# From PCA to RPCA

PCA is widely known by its geometric interpretation. That is, finding successive orthonormal vectors to project the data onto, such that the reprojected variance is kept at a maximum. Here is another way to look at PCA. Let’s say you have a data matrix $M$. You believe that there exists a low-rank matrix $L$—whose rank is less than $r$—if some noise is stripped out of $M$.

This can be formulated as an optimization problem, where you try to find a matrix $L$ that gives you the best low-rank approximation of $M$.

$$
\begin{align}
& \min_{L} & & |M -L|_F^2 \

& \text{subject to} & & rank(L) < r \

\end{align}
$$

Note that low-rank translates into the fact that there are correlations among samples and/or features.
This ties our story back to the geometric interpretation of PCA.
The solution to this problem is outliend by the famous Eckart-Young-Mirsky theorem, and is well-implemented in commonly used machine learning packages such as `scikit-learn`

.
It’s easy to solve whether you use SVD, as the original thorem suggests, or solving the eigenproblem of the covariance matrix of the data.

Something we haven’t talked about yet is the term $\|M -L\|_F^2$ . Why Frobenius norm? This basically represents your assumption on the noise that is present in your data $M$ or how do you like to penalize it. If you are like me and prefer the probabilistic view of PCA, this means that you assume your data is corrupted with i.i.d. Gaussian noise.

But what if it wasn’t?

Candes *et al.* raise this question in their 2011 paper.
In their own words, if the data is *grossly* corrupted in *sparse* regions, then $\|M-L\|_F^2$ is not an appropriate objective anymore.
Okay then, how about we change it to $\|M -L\|_1$?
On paper, this seems perfect but we don’t have the Eckart-Young-Mirsky theorem for this case.
Let’s take a step forward and don’t make any assumptions on what rank $r$ will be, but rather just try to minimize it as much as we can.
While doing so, let’s also make sure a high-fidelity low-rank approximation via minimizing $\|S\|_1$which represents entry-wise deviations from the actual data.
Obviously these two objectives are in a tradeoff, so we will represent our preference in between the two via a regularizing parameter $\lambda$.
Here is the new objective function.

$$\begin{align}

& \min_{L} & & rank(L) + \lambda|S|_1 \

& \text{subject to} & & L + S = M \

\end{align}$$

Rank minimization over a convex set is an NP-hard problem therefore it’s not practical.
What Candes *et al.* suggests is to replace $rank(L)$ with $|L|_*$ which is the nuclear norm of $L$.
Nuclear norm is the convex envelope for the rank minimization problem, thus the bext convex approximation.
In order to see why this is, let’s first formally define rank of a matrix as $rank(L) = |\sigma(L)|_0$, where
$\sigma(L)$ is the vector of singular values of $L$.
A refresher: the 0-“norm” (in quotation marks because it’s not really a norm) is simply the number of non-zero elements in a vector.

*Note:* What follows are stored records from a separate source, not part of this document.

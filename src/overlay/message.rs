//! Overlay wire messages.
//!
//! `StellarMessage` is an XDR union discriminated by [`MessageType`].
//! Consensus payloads (transaction envelopes, SCP envelopes, quorum sets)
//! are carried as opaque XDR blobs: the herder owns their interpretation,
//! the overlay only frames, hashes, and routes them.

use crate::crypto::{sha256, Hash, PublicKey};
use crate::overlay::xdr::{XdrError, XdrReader, XdrWriter};

/// Wire discriminant of the message union. Values are part of the protocol
/// and must never be renumbered.
#[derive(Debug, Clone, Copy, PartialEq, Eq)]
#[repr(u32)]
pub enum MessageType {
    ErrorMsg = 0,
    Hello = 1,
    Auth = 2,
    DontHave = 3,
    GetPeers = 4,
    Peers = 5,
    GetTxSet = 6,
    TxSet = 7,
    Transaction = 8,
    GetScpQuorumSet = 9,
    ScpQuorumSet = 10,
    ScpMessage = 11,
}

impl MessageType {
    pub fn from_u32(v: u32) -> Option<Self> {
        use MessageType::*;
        Some(match v {
            0 => ErrorMsg,
            1 => Hello,
            2 => Auth,
            3 => DontHave,
            4 => GetPeers,
            5 => Peers,
            6 => GetTxSet,
            7 => TxSet,
            8 => Transaction,
            9 => GetScpQuorumSet,
            10 => ScpQuorumSet,
            11 => ScpMessage,
            _ => return None,
        })
    }

    /// Stable label for metrics and log lines.
    pub fn name(&self) -> &'static str {
        use MessageType::*;
        match self {
            ErrorMsg => "error",
            Hello => "hello",
            Auth => "auth",
            DontHave => "dont-have",
            GetPeers => "get-peers",
            Peers => "peers",
            GetTxSet => "get-txset",
            TxSet => "txset",
            Transaction => "transaction",
            GetScpQuorumSet => "get-scp-qset",
            ScpQuorumSet => "scp-qset",
            ScpMessage => "scp-message",
        }
    }
}

#[derive(Debug, Clone, PartialEq, Eq)]
pub struct ErrorMsg {
    pub code: u32,
    pub msg: String,
}

#[derive(Debug, Clone, PartialEq, Eq)]
pub struct Hello {
    pub ledger_version: u32,
    pub overlay_version: u32,
    pub version_str: String,
    pub network_id: Hash,
    pub listening_port: i32,
    pub peer_id: PublicKey,
    pub nonce: [u8; 32],
}

#[derive(Debug, Clone, PartialEq, Eq)]
pub struct Auth {
    pub signature: [u8; 64],
}

#[derive(Debug, Clone, PartialEq, Eq)]
pub struct DontHave {
    pub message_type: MessageType,
    pub req_hash: Hash,
}

#[derive(Debug, Clone, PartialEq, Eq)]
pub struct PeerAddress {
    pub ip: [u8; 4],
    pub port: u32,
    pub num_failures: u32,
}

/// Opaque transaction envelope, interpreted by the herder.
#[derive(Debug, Clone, PartialEq, Eq)]
pub struct TransactionEnvelope(pub Vec<u8>);

impl TransactionEnvelope {
    pub fn contents_hash(&self) -> Hash {
        sha256(&self.0)
    }
}

/// Opaque SCP envelope, interpreted by the herder.
#[derive(Debug, Clone, PartialEq, Eq)]
pub struct ScpEnvelope(pub Vec<u8>);

/// Opaque SCP quorum set, interpreted by the herder.
#[derive(Debug, Clone, PartialEq, Eq)]
pub struct ScpQuorumSet(pub Vec<u8>);

#[derive(Debug, Clone, PartialEq, Eq)]
pub struct TxSet {
    pub previous_ledger_hash: Hash,
    pub txs: Vec<TransactionEnvelope>,
}

#[derive(Debug, Clone, PartialEq, Eq)]
pub enum StellarMessage {
    Error(ErrorMsg),
    Hello(Hello),
    Auth(Auth),
    DontHave(DontHave),
    GetPeers,
    Peers(Vec<PeerAddress>),
    GetTxSet(Hash),
    TxSet(TxSet),
    Transaction(TransactionEnvelope),
    GetScpQuorumSet(Hash),
    ScpQuorumSet(ScpQuorumSet),
    ScpMessage(ScpEnvelope),
}

impl StellarMessage {
    pub fn message_type(&self) -> MessageType {
        use StellarMessage::*;
        match self {
            Error(_) => MessageType::ErrorMsg,
            Hello(_) => MessageType::Hello,
            Auth(_) => MessageType::Auth,
            DontHave(_) => MessageType::DontHave,
            GetPeers => MessageType::GetPeers,
            Peers(_) => MessageType::Peers,
            GetTxSet(_) => MessageType::GetTxSet,
            TxSet(_) => MessageType::TxSet,
            Transaction(_) => MessageType::Transaction,
            GetScpQuorumSet(_) => MessageType::GetScpQuorumSet,
            ScpQuorumSet(_) => MessageType::ScpQuorumSet,
            ScpMessage(_) => MessageType::ScpMessage,
        }
    }

    pub fn to_xdr(&self) -> Vec<u8> {
        let mut w = XdrWriter::new();
        w.write_u32(self.message_type() as u32);
        match self {
            StellarMessage::Error(e) => {
                w.write_u32(e.code);
                w.write_string(&e.msg);
            }
            StellarMessage::Hello(h) => {
                w.write_u32(h.ledger_version);
                w.write_u32(h.overlay_version);
                w.write_string(&h.version_str);
                w.write_opaque_fixed(&h.network_id);
                w.write_i32(h.listening_port);
                w.write_opaque_fixed(h.peer_id.as_bytes());
                w.write_opaque_fixed(&h.nonce);
            }
            StellarMessage::Auth(a) => {
                w.write_opaque_fixed(&a.signature);
            }
            StellarMessage::DontHave(d) => {
                w.write_u32(d.message_type as u32);
                w.write_opaque_fixed(&d.req_hash);
            }
            StellarMessage::GetPeers => {}
            StellarMessage::Peers(peers) => {
                w.write_u32(peers.len() as u32);
                for p in peers {
                    w.write_opaque_fixed(&p.ip);
                    w.write_u32(p.port);
                    w.write_u32(p.num_failures);
                }
            }
            StellarMessage::GetTxSet(h) | StellarMessage::GetScpQuorumSet(h) => {
                w.write_opaque_fixed(h);
            }
            StellarMessage::TxSet(t) => {
                w.write_opaque_fixed(&t.previous_ledger_hash);
                w.write_u32(t.txs.len() as u32);
                for tx in &t.txs {
                    w.write_opaque_var(&tx.0);
                }
            }
            StellarMessage::Transaction(tx) => {
                w.write_opaque_var(&tx.0);
            }
            StellarMessage::ScpQuorumSet(q) => {
                w.write_opaque_var(&q.0);
            }
            StellarMessage::ScpMessage(e) => {
                w.write_opaque_var(&e.0);
            }
        }
        w.into_bytes()
    }

    pub fn from_xdr(bytes: &[u8]) -> Result<Self, XdrError> {
        let mut r = XdrReader::new(bytes);
        let tag = r.read_u32()?;
        let msg_type =
            MessageType::from_u32(tag).ok_or(XdrError::UnknownDiscriminant(tag))?;
        let msg = match msg_type {
            MessageType::ErrorMsg => StellarMessage::Error(ErrorMsg {
                code: r.read_u32()?,
                msg: r.read_string()?,
            }),
            MessageType::Hello => StellarMessage::Hello(Hello {
                ledger_version: r.read_u32()?,
                overlay_version: r.read_u32()?,
                version_str: r.read_string()?,
                network_id: r.read_opaque_fixed::<32>()?,
                listening_port: r.read_i32()?,
                peer_id: PublicKey(r.read_opaque_fixed::<32>()?),
                nonce: r.read_opaque_fixed::<32>()?,
            }),
            MessageType::Auth => StellarMessage::Auth(Auth {
                signature: r.read_opaque_fixed::<64>()?,
            }),
            MessageType::DontHave => {
                let inner = r.read_u32()?;
                StellarMessage::DontHave(DontHave {
                    message_type: MessageType::from_u32(inner)
                        .ok_or(XdrError::UnknownDiscriminant(inner))?,
                    req_hash: r.read_opaque_fixed::<32>()?,
                })
            }
            MessageType::GetPeers => StellarMessage::GetPeers,
            MessageType::Peers => {
                let count = r.read_u32()?;
                // each entry is 12 bytes on the wire
                if count as usize > r.remaining() / 12 {
                    return Err(XdrError::LengthOutOfBounds(count));
                }
                let mut peers = Vec::with_capacity(count as usize);
                for _ in 0..count {
                    peers.push(PeerAddress {
                        ip: r.read_opaque_fixed::<4>()?,
                        port: r.read_u32()?,
                        num_failures: r.read_u32()?,
                    });
                }
                StellarMessage::Peers(peers)
            }
            MessageType::GetTxSet => StellarMessage::GetTxSet(r.read_opaque_fixed::<32>()?),
            MessageType::TxSet => {
                let previous_ledger_hash = r.read_opaque_fixed::<32>()?;
                let count = r.read_u32()?;
                // a transaction envelope is at least its own length word
                if count as usize > r.remaining() / 4 {
                    return Err(XdrError::LengthOutOfBounds(count));
                }
                let mut txs = Vec::with_capacity(count as usize);
                for _ in 0..count {
                    txs.push(TransactionEnvelope(r.read_opaque_var()?));
                }
                StellarMessage::TxSet(TxSet {
                    previous_ledger_hash,
                    txs,
                })
            }
            MessageType::Transaction => {
                StellarMessage::Transaction(TransactionEnvelope(r.read_opaque_var()?))
            }
            MessageType::GetScpQuorumSet => {
                StellarMessage::GetScpQuorumSet(r.read_opaque_fixed::<32>()?)
            }
            MessageType::ScpQuorumSet => {
                StellarMessage::ScpQuorumSet(ScpQuorumSet(r.read_opaque_var()?))
            }
            MessageType::ScpMessage => StellarMessage::ScpMessage(ScpEnvelope(r.read_opaque_var()?)),
        };
        r.finish()?;
        Ok(msg)
    }

    /// Flood-memoization index: the content hash of the marshalled message.
    pub fn flood_index(&self) -> Hash {
        sha256(&self.to_xdr())
    }
}

#[cfg(test)]
mod tests {
    use super::*;

    fn round_trip(msg: StellarMessage) {
        let bytes = msg.to_xdr();
        assert_eq!(StellarMessage::from_xdr(&bytes).unwrap(), msg);
    }

    #[test]
    fn test_hello_round_trip() {
        round_trip(StellarMessage::Hello(Hello {
            ledger_version: 4,
            overlay_version: 2,
            version_str: "lumen-node 0.1.0".into(),
            network_id: [7u8; 32],
            listening_port: 11625,
            peer_id: PublicKey([9u8; 32]),
            nonce: [3u8; 32],
        }));
    }

    #[test]
    fn test_auth_round_trip() {
        round_trip(StellarMessage::Auth(Auth {
            signature: [0xabu8; 64],
        }));
    }

    #[test]
    fn test_void_and_payload_messages_round_trip() {
        round_trip(StellarMessage::GetPeers);
        round_trip(StellarMessage::GetTxSet([1u8; 32]));
        round_trip(StellarMessage::Transaction(TransactionEnvelope(vec![
            1, 2, 3,
        ])));
        round_trip(StellarMessage::Peers(vec![
            PeerAddress {
                ip: [10, 0, 0, 1],
                port: 11625,
                num_failures: 2,
            },
            PeerAddress {
                ip: [1, 2, 3, 4],
                port: 11625,
                num_failures: 0,
            },
        ]));
        round_trip(StellarMessage::TxSet(TxSet {
            previous_ledger_hash: [4u8; 32],
            txs: vec![TransactionEnvelope(vec![5; 7]), TransactionEnvelope(vec![])],
        }));
        round_trip(StellarMessage::DontHave(DontHave {
            message_type: MessageType::TxSet,
            req_hash: [2u8; 32],
        }));
    }

    #[test]
    fn test_unknown_tag_rejected() {
        let mut bytes = StellarMessage::GetPeers.to_xdr();
        bytes[3] = 0xfe;
        assert!(matches!(
            StellarMessage::from_xdr(&bytes),
            Err(XdrError::UnknownDiscriminant(0xfe))
        ));
    }

    #[test]
    fn test_trailing_garbage_rejected() {
        let mut bytes = StellarMessage::GetPeers.to_xdr();
        bytes.extend_from_slice(&[0, 0, 0, 0]);
        assert_eq!(
            StellarMessage::from_xdr(&bytes),
            Err(XdrError::TrailingBytes)
        );
    }

    #[test]
    fn test_absurd_peer_count_rejected() {
        let mut w = XdrWriter::new();
        w.write_u32(MessageType::Peers as u32);
        w.write_u32(u32::MAX);
        assert!(matches!(
            StellarMessage::from_xdr(&w.into_bytes()),
            Err(XdrError::LengthOutOfBounds(_))
        ));
    }

    #[test]
    fn test_flood_index_is_content_addressed() {
        let a = StellarMessage::Transaction(TransactionEnvelope(vec![1]));
        let b = StellarMessage::Transaction(TransactionEnvelope(vec![2]));
        assert_ne!(a.flood_index(), b.flood_index());
        assert_eq!(a.flood_index(), a.clone().flood_index());
    }
}
//! Change-tracking seam between the store and the ledger close machinery.

use crate::ledger::account::{AccountEntry, AccountFrame, LedgerKey};

/// Externally supplied change set. The store notifies it of every committed
/// mutation; rolling back on abort is the implementor's concern.
pub trait LedgerDelta: Send {
    /// Index of the ledger currently being closed; stamped onto every
    /// stored entry.
    fn current_ledger(&self) -> u32;

    fn add_entry(&mut self, frame: &AccountFrame);

    fn mod_entry(&mut self, frame: &AccountFrame);

    fn delete_entry(&mut self, key: &LedgerKey);
}

/// Delta that records every notification, for tests and tooling.
#[derive(Debug, Default)]
pub struct RecordingDelta {
    ledger: u32,
    pub added: Vec<AccountEntry>,
    pub modified: Vec<AccountEntry>,
    pub deleted: Vec<LedgerKey>,
}

impl RecordingDelta {
    pub fn new(ledger: u32) -> Self {
        RecordingDelta {
            ledger,
            ..Default::default()
        }
    }
}

impl LedgerDelta for RecordingDelta {
    fn current_ledger(&self) -> u32 {
        self.ledger
    }

    fn add_entry(&mut self, frame: &AccountFrame) {
        self.added.push(frame.account().clone());
    }

    fn mod_entry(&mut self, frame: &AccountFrame) {
        self.modified.push(frame.account().clone());
    }

    fn delete_entry(&mut self, key: &LedgerKey) {
        self.deleted.push(*key);
    }
}
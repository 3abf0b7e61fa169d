//! In-memory account entry and its invariants.

use eyre::{eyre, Result};

use crate::crypto::PublicKey;
use crate::ledger::LedgerManager;

pub type AccountId = PublicKey;

/// Identifies a ledger entry by type.
#[derive(Debug, Clone, Copy, PartialEq, Eq, Hash)]
pub enum LedgerKey {
    Account { account_id: AccountId },
}

impl LedgerKey {
    pub fn account(account_id: AccountId) -> Self {
        LedgerKey::Account { account_id }
    }

    pub fn account_id(&self) -> &AccountId {
        match self {
            LedgerKey::Account { account_id } => account_id,
        }
    }
}

pub const THRESHOLD_MASTER_WEIGHT: usize = 0;
pub const THRESHOLD_LOW: usize = 1;
pub const THRESHOLD_MED: usize = 2;
pub const THRESHOLD_HIGH: usize = 3;

/// Flags bitset: bit 0 requires issuer authorization of trust.
pub const AUTH_REQUIRED_FLAG: u32 = 0x1;

/// A (publicKey, weight) tuple authorising operations up to its weight.
#[derive(Debug, Clone, Copy, PartialEq, Eq)]
pub struct Signer {
    pub pub_key: PublicKey,
    pub weight: u32,
}

#[derive(Debug, Clone, PartialEq, Eq)]
pub struct AccountEntry {
    pub account_id: AccountId,
    pub balance: i64,
    pub seq_num: u64,
    pub num_sub_entries: u32,
    pub inflation_dest: Option<PublicKey>,
    pub home_domain: String,
    /// [master, low, medium, high] weights.
    pub thresholds: [u8; 4],
    pub flags: u32,
    pub last_modified: u32,
    /// Sorted by pub_key ascending; unique pub_key.
    pub signers: Vec<Signer>,
}

impl AccountEntry {
    pub fn new(account_id: AccountId) -> Self {
        AccountEntry {
            account_id,
            balance: 0,
            seq_num: 0,
            num_sub_entries: 0,
            inflation_dest: None,
            home_domain: String::new(),
            // by default, master key's weight is 1
            thresholds: [1, 0, 0, 0],
            flags: 0,
            last_modified: 0,
            signers: Vec::new(),
        }
    }
}

/// Account entry plus the transient load/store state that never reaches
/// disk. The frame is sole owner of its entry; mutation goes through
/// [`AccountFrame::account_mut`].
#[derive(Debug, Clone)]
pub struct AccountFrame {
    entry: AccountEntry,
    is_new: bool,
    update_signers: bool,
}

impl AccountFrame {
    pub fn new(account_id: AccountId) -> Self {
        AccountFrame {
            entry: AccountEntry::new(account_id),
            is_new: false,
            update_signers: false,
        }
    }

    /// Wrap an existing entry. A populated signer list may differ from disk,
    /// so it flags the signer diff on the next store.
    pub fn from_entry(entry: AccountEntry) -> Self {
        let update_signers = !entry.signers.is_empty();
        AccountFrame {
            entry,
            is_new: false,
            update_signers,
        }
    }

    /// Non-persistable placeholder for signature validation only: the
    /// negative balance trips the store's balance check on any attempt to
    /// save it.
    pub fn make_auth_only_account(account_id: AccountId) -> Self {
        let mut frame = AccountFrame::new(account_id);
        frame.entry.balance = i64::MIN;
        frame
    }

    pub fn account(&self) -> &AccountEntry {
        &self.entry
    }

    pub fn account_mut(&mut self) -> &mut AccountEntry {
        &mut self.entry
    }

    pub fn id(&self) -> &AccountId {
        &self.entry.account_id
    }

    pub fn key(&self) -> LedgerKey {
        LedgerKey::account(self.entry.account_id)
    }

    pub fn balance(&self) -> i64 {
        self.entry.balance
    }

    pub fn is_new(&self) -> bool {
        self.is_new
    }

    pub(crate) fn set_is_new(&mut self, v: bool) {
        self.is_new = v;
    }

    pub fn update_signers(&self) -> bool {
        self.update_signers
    }

    pub fn set_update_signers(&mut self, v: bool) {
        self.update_signers = v;
    }

    pub fn is_auth_required(&self) -> bool {
        self.entry.flags & AUTH_REQUIRED_FLAG != 0
    }

    pub fn master_weight(&self) -> u32 {
        self.entry.thresholds[THRESHOLD_MASTER_WEIGHT] as u32
    }

    pub fn low_threshold(&self) -> u32 {
        self.entry.thresholds[THRESHOLD_LOW] as u32
    }

    pub fn medium_threshold(&self) -> u32 {
        self.entry.thresholds[THRESHOLD_MED] as u32
    }

    pub fn high_threshold(&self) -> u32 {
        self.entry.thresholds[THRESHOLD_HIGH] as u32
    }

    pub fn minimum_balance(&self, lm: &dyn LedgerManager) -> i64 {
        lm.min_balance(self.entry.num_sub_entries)
    }

    /// Balance spendable above the reserve, clamped at zero: nothing can
    /// leave an account that fell below the reserve after a reserve raise.
    pub fn balance_above_reserve(&self, lm: &dyn LedgerManager) -> i64 {
        let avail = self.entry.balance - self.minimum_balance(lm);
        avail.max(0)
    }

    /// Adjust the subentry count. Returns `Ok(false)` without mutating when
    /// the balance cannot cover the reserve for the grown count; a negative
    /// resulting count is a caller bug and errors out.
    pub fn add_num_entries(&mut self, count: i32, lm: &dyn LedgerManager) -> Result<bool> {
        let new_count = self.entry.num_sub_entries as i64 + count as i64;
        if new_count < 0 {
            return Err(eyre!("invalid account state"));
        }
        // only check the reserve when attempting to add subentries
        if count > 0 && self.entry.balance < lm.min_balance(new_count as u32) {
            return Ok(false);
        }
        self.entry.num_sub_entries = new_count as u32;
        Ok(true)
    }

    /// Sort signers by public key ascending. Must be called after any
    /// construction that populates the signer list.
    pub fn normalize(&mut self) {
        self.entry.signers.sort_by(|a, b| a.pub_key.cmp(&b.pub_key));
    }
}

Nuclear norm uses the 1-norm, which is the tightest convex relaxation of the 0-“norm”, $|L|_* = |\sigma(L)|_1$. It is very useful in practice, and as we’ll see in other posts, opens up a plethora of applications where the eventual goal is to find a low-rank approximation of the data at hand.

Consequently, our minimaztion problem becomes a convex optimization problem:

$$\begin{equation*}
\begin{aligned}

& \min_{L} & & |L|_* + \lambda|S|_1 \ & \text{subject to} & & L + S = M \\end{aligned}\end{equation*}$$

This problem defines what we call today, robust PCA. It can be solved efficiently via Alternating Direction Method of Multipliers (ADMM).

We saved the best question to the last: why would you want to use robust PCA for?
While there are many applications one can think of, I find background-foreground separation in video surveillance to be the easiest to imagine.
If frames captured by our camera is stored in a matrix $M$ (frames by pixels), then $L$ is the medium the camera looks at, *background*.
It is low-rank since over many frames, the background stays the same and thus we have correlation among frames (also possibly among pixels as it is common in images).
Sparse errors $S$ then becomes moving objects, or the *foreground*.

# Robust PCA in Action

I grabbed the first few seconds following royalty free airport camera footage from YouTube.

It fits my definition above, since the camera is fixed at a location and it doesn’t rotate around.
There are a few *sparse* objects moving around.

By applying robust PCA, I could easily separate background from the moving object (in this case, the truck and a couple of planes to the very right of the frame through the end of the video).

Had we have done it with PCA? Well…

I guess it’s good for making viral ghost footage videos.